Handling Deletes

dylanwan · ‎03-08-2022

Introduction

When loading data, Incorta can insert new records or update existing records that already have been loaded but it does not delete records that have already been loaded. Your source systems, however, may allow users to delete data from the database. After the data are deleted, those records may still exist in Incorta unless we handle the situation.

There are a number of strategies that can be implemented depending on the size of your data and whether the deleted records can be easily identified.

What you should know before reading this article

We recommend that you be familiar with these Incorta concepts before exploring this topic further.

Applies to

These concepts apply to all releases of Incorta.

Let's Go

Running Full Load

When a schema table is defined without incremental logic, full load logic will be applied on incremental refresh. The data in incorta will be truncated and reloaded in full. Joins from child tables and to parent tables will be recalculated. Formula columns will also be recalculated. Since the the table is rebuilt as a result of the full load, deleted records from the source will no longer be reflected in Incorta.

No special schema model design is required in Incorta to handle deletes in the source when using full loads.

Running full load is the easiest approach to managing data deletes but when the size of the table is large, incremental refresh may take a long time. Data sync from the loader service to analytics will also take a long time. This option should be used only when the size of the data is small or the incremental refresh is not frequent.

Capture the Delete Event in the Source system

If executing full reloads is not practical, then deleted records can be identified in the source system and the deleted records can be extracted into a skinny table with the primary key of the table only,

Various ways can be used to identify deleted records in the source system. Here is one recommended approach:

Use Database Trigger

You will need the ability to create a new table and trigger in the source database. The method is the following:

Create a key-only table in the source database with just the key column(s) for the table you need to handle deletes in. Add a DELETED_ON column with a timestamp data type.
Create an On Delete or After Delete trigger on the source table that writes out the key(s) to the keys table created above. Set the DELETED_ON column value to the current timestamp at delete.
Create a key-only table in Incorta for this narrow keys table from this source database. Set up incremental loads on the table containing the DELETED_ON column.
Make the key-only table a parent table to the base table
Apply a Runtime Security filter on the Key column with a condition: isNull(Test.parent_table_with_keys.id)

Use Database Log

Some databases may provide a delete log and we can load that data into Incorta as well to populate the key-only table.

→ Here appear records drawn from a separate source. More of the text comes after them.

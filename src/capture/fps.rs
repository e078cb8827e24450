use std::collections::VecDeque;

/// One second in frame timestamp units (microseconds).
pub const SECOND: i64 = 1_000_000;

/// Rolling window of frame timestamps.
///
/// After every push the newest and oldest entries are at most one window
/// apart, so `len()` is the number of frames seen in the last second.
#[derive(Debug, Clone)]
pub struct FrameRateCounter {
    timestamps: VecDeque<i64>,
    window: i64,
}

impl FrameRateCounter {
    pub fn new() -> Self {
        Self::with_window(SECOND)
    }

    pub fn with_window(window: i64) -> Self {
        Self {
            timestamps: VecDeque::with_capacity(64),
            window,
        }
    }

    /// Record a frame timestamp and return the current window size.
    pub fn push(&mut self, timestamp: i64) -> usize {
        self.timestamps.push_back(timestamp);
        while let (Some(front), Some(back)) = (self.timestamps.front(), self.timestamps.back()) {
            if back - front <= self.window {
                break;
            }
            self.timestamps.pop_front();
        }
        self.timestamps.len()
    }

    pub fn len(&self) -> usize {
        self.timestamps.len()
    }

    pub fn is_empty(&self) -> bool {
        self.timestamps.is_empty()
    }

    /// Time covered by the window, front to back.
    pub fn span(&self) -> i64 {
        match (self.timestamps.front(), self.timestamps.back()) {
            (Some(front), Some(back)) => back - front,
            _ => 0,
        }
    }

    pub fn clear(&mut self) {
        self.timestamps.clear();
    }
}

impl Default for FrameRateCounter {
    fn default() -> Self {
        Self::new()
    }
}

/// Rate limiter for the periodic `fps[N]` diagnostic line.
#[derive(Debug, Default, Clone)]
pub struct FpsReporter {
    last: Option<i64>,
}

impl FpsReporter {
    pub fn new() -> Self {
        Self::default()
    }

    /// True at most once per second of frame time.
    pub fn due(&mut self, timestamp: i64) -> bool {
        match self.last {
            Some(last) if timestamp - last < SECOND => false,
            _ => {
                self.last = Some(timestamp);
                true
            }
        }
    }
}
//! Pixel layout conversion into packed YUV420P.

use super::{FrameBuffer, PixelFormat, Plane};
use crate::error::{PipelineError, Result};

/// Pack `frame` into planar YUV 4:2:0 inside `dst`.
///
/// `dst` is resized to the packed size. NV12 chroma is de-interleaved,
/// YUV420P planes are copied with their stride padding stripped.
pub fn to_yuv420p(frame: &FrameBuffer<'_>, dst: &mut Vec<u8>) -> Result<()> {
    let w = frame.width as usize;
    let h = frame.height as usize;
    let (cw, ch) = (w.div_ceil(2), h.div_ceil(2));
    let y_size = w * h;
    let c_size = cw * ch;
    dst.resize(y_size + 2 * c_size, 0);

    match (frame.format, frame.planes) {
        (PixelFormat::Nv12, [y, uv, ..]) => {
            let (y_dst, chroma) = dst.split_at_mut(y_size);
            let (u_dst, v_dst) = chroma.split_at_mut(c_size);
            copy_plane(y_dst, *y, w, h)?;
            split_uv(u_dst, v_dst, *uv, cw, ch)
        }
        (PixelFormat::Yuv420p, [y, u, v, ..]) => {
            let (y_dst, chroma) = dst.split_at_mut(y_size);
            let (u_dst, v_dst) = chroma.split_at_mut(c_size);
            copy_plane(y_dst, *y, w, h)?;
            copy_plane(u_dst, *u, cw, ch)?;
            copy_plane(v_dst, *v, cw, ch)
        }
        (format, planes) => Err(PipelineError::InvalidFrame(format!(
            "cannot convert {} with {} planes",
            format,
            planes.len()
        ))),
    }
}

fn plane_fits(plane: Plane<'_>, row_bytes: usize, rows: usize) -> bool {
    rows == 0 || (plane.stride >= row_bytes && plane.data.len() >= (rows - 1) * plane.stride + row_bytes)
}

/// Copy a plane from a padded source to a contiguous destination.
fn copy_plane(dst: &mut [u8], src: Plane<'_>, width: usize, height: usize) -> Result<()> {
    if !plane_fits(src, width, height) {
        return Err(PipelineError::InvalidFrame(format!(
            "plane of {} bytes (stride {}) too small for {}x{}",
            src.data.len(),
            src.stride,
            width,
            height
        )));
    }

    // Fast path: no stride padding
    if src.stride == width {
        dst.copy_from_slice(&src.data[..width * height]);
        return Ok(());
    }

    for (r, row) in dst.chunks_exact_mut(width).enumerate() {
        let start = r * src.stride;
        row.copy_from_slice(&src.data[start..start + width]);
    }
    Ok(())
}

fn split_uv(u: &mut [u8], v: &mut [u8], src: Plane<'_>, cw: usize, ch: usize) -> Result<()> {
    if !plane_fits(src, cw * 2, ch) {
        return Err(PipelineError::InvalidFrame(format!(
            "interleaved chroma plane of {} bytes too small for {}x{}",
            src.data.len(),
            cw,
            ch
        )));
    }

    for r in 0..ch {
        let row = &src.data[r * src.stride..r * src.stride + cw * 2];
        let out = r * cw;
        for (c, pair) in row.chunks_exact(2).enumerate() {
            u[out + c] = pair[0];
            v[out + c] = pair[1];
        }
    }
    Ok(())
}

#[cfg(test)]
mod tests {
    use super::*;

    #[test]
    fn test_nv12_is_deinterleaved() {
        // 4x2 picture, luma stride padded to 6
        let y = [1, 2, 3, 4, 0, 0, 5, 6, 7, 8, 0, 0];
        let uv = [10, 20, 11, 21];
        let planes = [
            Plane { data: &y, stride: 6 },
            Plane { data: &uv, stride: 4 },
        ];
        let frame = FrameBuffer {
            format: PixelFormat::Nv12,
            width: 4,
            height: 2,
            timestamp: 0,
            planes: &planes,
        };

        let mut out = Vec::new();
        to_yuv420p(&frame, &mut out).unwrap();
        assert_eq!(out, vec![1, 2, 3, 4, 5, 6, 7, 8, 10, 11, 20, 21]);
    }

    #[test]
    fn test_yuv420p_strips_padding() {
        let y = [1, 2, 9, 3, 4, 9];
        let u = [5, 9];
        let v = [6, 9];
        let planes = [
            Plane { data: &y, stride: 3 },
            Plane { data: &u, stride: 2 },
            Plane { data: &v, stride: 2 },
        ];
        let frame = FrameBuffer {
            format: PixelFormat::Yuv420p,
            width: 2,
            height: 2,
            timestamp: 0,
            planes: &planes,
        };

        let mut out = vec![0xff; 32];
        to_yuv420p(&frame, &mut out).unwrap();
        assert_eq!(out, vec![1, 2, 3, 4, 5, 6]);
    }

    #[test]
    fn test_short_plane_is_rejected() {
        let y = [0u8; 3];
        let uv = [0u8; 2];
        let planes = [
            Plane { data: &y, stride: 2 },
            Plane { data: &uv, stride: 2 },
        ];
        let frame = FrameBuffer {
            format: PixelFormat::Nv12,
            width: 2,
            height: 2,
            timestamp: 0,
            planes: &planes,
        };
        assert!(to_yuv420p(&frame, &mut Vec::new()).is_err());
    }

    #[test]
    fn test_bgra_is_not_convertible() {
        let data = [0u8; 16];
        let planes = [Plane { data: &data, stride: 8 }];
        let frame = FrameBuffer {
            format: PixelFormat::Bgra,
            width: 2,
            height: 2,
            timestamp: 0,
            planes: &planes,
        };
        assert!(to_yuv420p(&frame, &mut Vec::new()).is_err());
    }
}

Identify the deleted records in Incorta

If a source delete log is not available and creating tables and database triggers is not allowed, we can use Incorta to identify the deleted records.

Create a key-only table and extract the data in a full load
Make the key-only table a parent table to the base table that may have deleted records by creating a join from the base table to the key only parent table
Apply a runtime security filter on the key column from the parent table with the IS NOT NULL condition:
not(isNull(Test.parent_table_with_keys.id))
Schedule a periodic full load of the base table (for example run it weekly) to flush out the deleted records

This design assumes that the full load of the key-only table is running much faster than running a full load for the base table. Otherwise, a simple solution can be just running full load for the base table.

Limit the size of the full extract of the deleted key columns

When the base table is huge and extracting even just the key column takes awhile, a possible workaround is to limit the number of records that are extracted from the source into the key-only table by setting the extract since date. This approach assumes that the old data will not be deleted and uses that assumption to define the range of data to be scanned.

When a parent and child relationship exists

The approaches described above are applied on an individual tables basis. The runtime security described above is only applied during runtime on the driving table. When there are deleted records in the parent table and the child records that joined under those deleted parent need to be filtered out or deleted, here is an alternate approach:

All tables with the associated key-only table will have a DELETED formula column

if(
isNull(
<SCHEMA>.<TABLE NAME>_PK.ID
),
'Y',
'N'
)

2. All tables with the associated key-only table and the DELETED formula will have a runtime security rule on the DELETED column

<SCHEMA>.<TABLE>.DELETED = 'N'

3. Parent to Child Cascade Delete will be implemented in the runtime security filter with the parent table DELETED column as well.

and(
<SCHEMA>.<TABLE>.DELETED = 'N',
<SCHEMA>.<PARENT TABLE 1>.DELETED = 'N',
<SCHEMA>.<PARENT TABLE 2>.DELETED = 'N'
)

In this approach, the key-only table will not participate in any join directly and will not alter the query plan.

Please note that the deletion filter should be driven by the reporting requirement and defined individually. For example, when a supplier record is deleted or inactive, it may simply mean that no more transactions should be created against the supplier, but the existing historical transactions may still valid. The DELETED flag may not need to be cascaded to the transaction table.